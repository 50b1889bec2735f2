// ABOUTME: Session store — the single authoritative owner of loaded sessions and conversations.
// ABOUTME: Mutates memory optimistically, then hands one persistence call per mutation to the queue.

use std::collections::HashSet;
use std::sync::Arc;

use chrono::Utc;
use tokio::sync::{broadcast, watch};
use tokio_stream::wrappers::WatchStream;
use tracing::{debug, info, warn};

use crate::error::{SessionError, SessionResult};
use crate::export::{self, ExportFormat};
use crate::gateway::PersistenceGateway;
use crate::session::conversation::Conversation;
use crate::session::queue::{PersistCommand, PersistPolicy, PersistenceEvent, PersistenceQueue};
use crate::session::search::{self, SearchHit};
use crate::session::selector::ActiveSession;
use crate::session::types::{Message, NewMessage, Role, Session, SessionId};
use crate::session::view::StoreView;

/// Tuning for the store's persistence side.
#[derive(Debug, Clone)]
pub struct StoreOptions {
    pub policy: PersistPolicy,
    /// Capacity of the persistence outcome channel; slow subscribers lag past this.
    pub event_buffer: usize,
}

impl Default for StoreOptions {
    fn default() -> Self {
        Self {
            policy: PersistPolicy::default(),
            event_buffer: 256,
        }
    }
}

#[derive(Debug, Clone)]
struct SessionEntry {
    session: Session,
    conversation: Conversation,
}

/// Owns every loaded session and is the only place they are mutated.
///
/// Mutations take `&mut self` and complete synchronously in memory; the
/// matching durable write is queued on the session's persistence worker and
/// its outcome is broadcast through [`SessionStore::subscribe_persistence`].
/// Must be used from within a Tokio runtime.
pub struct SessionStore {
    gateway: Arc<dyn PersistenceGateway>,
    scope: String,
    entries: Vec<SessionEntry>,
    active: ActiveSession,
    queue: PersistenceQueue,
    view_tx: watch::Sender<StoreView>,
}

impl SessionStore {
    pub fn new(
        gateway: Arc<dyn PersistenceGateway>,
        scope: impl Into<String>,
        options: StoreOptions,
    ) -> Self {
        let queue = PersistenceQueue::new(gateway.clone(), options.policy, options.event_buffer);
        let (view_tx, _) = watch::channel(StoreView::default());
        Self {
            gateway,
            scope: scope.into(),
            entries: Vec::new(),
            active: ActiveSession::default(),
            queue,
            view_tx,
        }
    }

    /// Prepare the backing storage.
    pub async fn initialize(&self) -> SessionResult<()> {
        self.gateway.init_database().await?;
        Ok(())
    }

    /// Replace the in-memory collection with what storage holds for the scope.
    ///
    /// On failure nothing in memory changes. The current selection survives
    /// only if its session is still present.
    pub async fn load_sessions(&mut self) -> SessionResult<usize> {
        let snapshots = self.gateway.load_sessions(&self.scope).await?;

        let mut seen = HashSet::with_capacity(snapshots.len());
        let mut entries = Vec::with_capacity(snapshots.len());
        for snapshot in snapshots {
            if !seen.insert(snapshot.session.id) {
                warn!(session_id = %snapshot.session.id, "storage returned a duplicate session; keeping the first");
                continue;
            }
            entries.push(SessionEntry {
                session: snapshot.session,
                conversation: Conversation::from_messages(snapshot.messages),
            });
        }

        self.entries = entries;
        let entries = &self.entries;
        self.active
            .retain(|id| entries.iter().any(|entry| entry.session.id == *id));
        // Workers for sessions storage no longer returns drain their queue and stop.
        self.queue
            .retire_absent(|id| entries.iter().any(|entry| entry.session.id == *id));

        info!(scope = %self.scope, count = self.entries.len(), "loaded sessions");
        self.publish();
        Ok(self.entries.len())
    }

    /// Create an empty session, make it current, and queue its save.
    pub fn create_session(&mut self, project_id: &str, runtime_id: &str) -> SessionResult<Session> {
        let project_id = non_empty("project_id", project_id)?;
        let runtime_id = non_empty("runtime_id", runtime_id)?;

        let mut id = SessionId::new_v4();
        while self.position(&id).is_some() {
            id = SessionId::new_v4();
        }
        let now = Utc::now();
        let session = Session {
            id,
            project_id,
            runtime_id,
            title: format!("Session {}", self.entries.len() + 1),
            created_at: now,
            updated_at: now,
            tags: Vec::new(),
        };

        self.entries.insert(
            0,
            SessionEntry {
                session: session.clone(),
                conversation: Conversation::new(),
            },
        );
        self.active.select(id);
        self.queue
            .enqueue(id, PersistCommand::SaveSession(session.clone()));

        info!(session_id = %id, runtime_id = %session.runtime_id, "created session");
        self.publish();
        Ok(session)
    }

    /// Append a message to a session's conversation and queue its save.
    pub fn add_message(&mut self, session_id: &SessionId, input: NewMessage) -> SessionResult<Message> {
        let index = self
            .position(session_id)
            .ok_or_else(|| SessionError::not_found(session_id))?;
        let role: Role = input.role.parse()?;

        let entry = &mut self.entries[index];
        let message = entry
            .conversation
            .append(role, input.content, input.metadata)
            .clone();
        if message.timestamp > entry.session.updated_at {
            entry.session.updated_at = message.timestamp;
        }
        debug_assert!(entry.conversation.is_monotonic());

        self.queue
            .enqueue(*session_id, PersistCommand::SaveMessage(message.clone()));

        debug!(%session_id, message_id = %message.id, role = %role, "appended message");
        self.publish();
        Ok(message)
    }

    /// Make an existing session current. Unknown ids leave the selection alone.
    pub fn set_current_session(&mut self, session_id: &SessionId) -> SessionResult<()> {
        if self.position(session_id).is_none() {
            return Err(SessionError::not_found(session_id));
        }
        self.active.select(*session_id);
        self.publish();
        Ok(())
    }

    pub fn clear_current_session(&mut self) {
        self.active.clear();
        self.publish();
    }

    /// Change a session's title and queue a save of the full record.
    pub fn rename_session(&mut self, session_id: &SessionId, title: &str) -> SessionResult<Session> {
        let index = self
            .position(session_id)
            .ok_or_else(|| SessionError::not_found(session_id))?;
        let title = non_empty("title", title)?;

        let session = &mut self.entries[index].session;
        session.title = title;
        session.updated_at = Utc::now().max(session.updated_at);
        let session = session.clone();

        self.queue
            .enqueue(*session_id, PersistCommand::SaveSession(session.clone()));
        self.publish();
        Ok(session)
    }

    /// Replace a session's tags and queue a save of the full record.
    ///
    /// Tags are trimmed; blanks and repeats are dropped. An empty list clears them.
    pub fn set_session_tags<I, S>(&mut self, session_id: &SessionId, tags: I) -> SessionResult<Session>
    where
        I: IntoIterator<Item = S>,
        S: AsRef<str>,
    {
        let index = self
            .position(session_id)
            .ok_or_else(|| SessionError::not_found(session_id))?;

        let mut normalized: Vec<String> = Vec::new();
        for tag in tags {
            let tag = tag.as_ref().trim();
            if !tag.is_empty() && !normalized.iter().any(|t| t == tag) {
                normalized.push(tag.to_string());
            }
        }

        let session = &mut self.entries[index].session;
        session.tags = normalized;
        session.updated_at = Utc::now().max(session.updated_at);
        let session = session.clone();

        self.queue
            .enqueue(*session_id, PersistCommand::SaveSession(session.clone()));
        debug!(%session_id, tags = ?session.tags, "tagged session");
        self.publish();
        Ok(session)
    }

    /// Remove a session locally and queue its deletion.
    ///
    /// The local removal stands even if storage later rejects the delete.
    /// Deleting the current session clears the selection; there is no fallback.
    pub fn delete_session(&mut self, session_id: &SessionId) -> SessionResult<()> {
        let index = self
            .position(session_id)
            .ok_or_else(|| SessionError::not_found(session_id))?;
        self.entries.remove(index);
        let was_active = self.active.release(session_id);

        self.queue
            .enqueue(*session_id, PersistCommand::DeleteSession);
        self.queue.retire(session_id);

        info!(%session_id, was_active, "deleted session");
        self.publish();
        Ok(())
    }

    /// Search every loaded conversation, in session-list then message order.
    pub fn search_messages(&self, query: &str) -> Vec<SearchHit> {
        let query = query.trim();
        self.entries
            .iter()
            .flat_map(|entry| {
                entry
                    .conversation
                    .iter()
                    .filter_map(move |message| search::match_message(entry.session.id, message, query))
            })
            .collect()
    }

    pub fn export_session(&self, session_id: &SessionId, format: ExportFormat) -> SessionResult<String> {
        let entry = self
            .entry(session_id)
            .ok_or_else(|| SessionError::not_found(session_id))?;
        export::render(&entry.session, entry.conversation.messages(), format)
    }

    /// Wait for every queued persistence call to finish.
    pub async fn flush(&mut self) {
        self.queue.flush().await;
    }

    pub fn subscribe_persistence(&self) -> broadcast::Receiver<PersistenceEvent> {
        self.queue.subscribe()
    }

    pub fn watch_view(&self) -> watch::Receiver<StoreView> {
        self.view_tx.subscribe()
    }

    /// The reactive view as a stream, starting with the current value.
    pub fn view_stream(&self) -> WatchStream<StoreView> {
        WatchStream::new(self.view_tx.subscribe())
    }

    pub fn view(&self) -> StoreView {
        let current = self.current_entry();
        StoreView {
            session_list: self.entries.iter().map(|e| e.session.clone()).collect(),
            current_session: current.map(|e| e.session.clone()),
            current_conversation: current
                .map(|e| e.conversation.messages().to_vec())
                .unwrap_or_default(),
        }
    }

    pub fn scope(&self) -> &str {
        &self.scope
    }

    /// Point subsequent loads at another project. The loaded collection is kept until then.
    pub fn set_scope(&mut self, scope: impl Into<String>) {
        self.scope = scope.into();
    }

    pub fn sessions(&self) -> impl Iterator<Item = &Session> {
        self.entries.iter().map(|e| &e.session)
    }

    pub fn len(&self) -> usize {
        self.entries.len()
    }

    pub fn is_empty(&self) -> bool {
        self.entries.is_empty()
    }

    pub fn session(&self, session_id: &SessionId) -> Option<&Session> {
        self.entry(session_id).map(|e| &e.session)
    }

    pub fn conversation(&self, session_id: &SessionId) -> Option<&Conversation> {
        self.entry(session_id).map(|e| &e.conversation)
    }

    pub fn current_session_id(&self) -> Option<SessionId> {
        self.active.current()
    }

    pub fn current_session(&self) -> Option<&Session> {
        self.current_entry().map(|e| &e.session)
    }

    pub fn current_conversation(&self) -> Option<&Conversation> {
        self.current_entry().map(|e| &e.conversation)
    }

    fn position(&self, session_id: &SessionId) -> Option<usize> {
        self.entries.iter().position(|e| e.session.id == *session_id)
    }

    fn entry(&self, session_id: &SessionId) -> Option<&SessionEntry> {
        self.entries.iter().find(|e| e.session.id == *session_id)
    }

    fn current_entry(&self) -> Option<&SessionEntry> {
        self.active.current().and_then(|id| self.entry(&id))
    }

    fn invariants_hold(&self) -> bool {
        let mut ids = HashSet::with_capacity(self.entries.len());
        let unique = self.entries.iter().all(|e| ids.insert(e.session.id));
        let selection_valid = self
            .active
            .current()
            .is_none_or(|id| ids.contains(&id));
        unique && selection_valid
    }

    fn publish(&self) {
        debug_assert!(self.invariants_hold(), "session store invariants violated");
        self.view_tx.send_replace(self.view());
    }
}

fn non_empty(field: &'static str, value: &str) -> SessionResult<String> {
    let trimmed = value.trim();
    if trimmed.is_empty() {
        return Err(SessionError::validation(field, "must not be empty"));
    }
    Ok(trimmed.to_string())
}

***

Beginning of the records through the line with "use std::sync::Arc;": return that span exactly and stop there.

▸ **PROBLEM SOLUTION**:
repository 50b1889bec2735f2
// ABOUTME: Session store — the single authoritative owner of loaded sessions and conversations.
// ABOUTME: Mutates memory optimistically, then hands one persistence call per mutation to the queue.

use std::collections::HashSet;
use std::sync::Arc;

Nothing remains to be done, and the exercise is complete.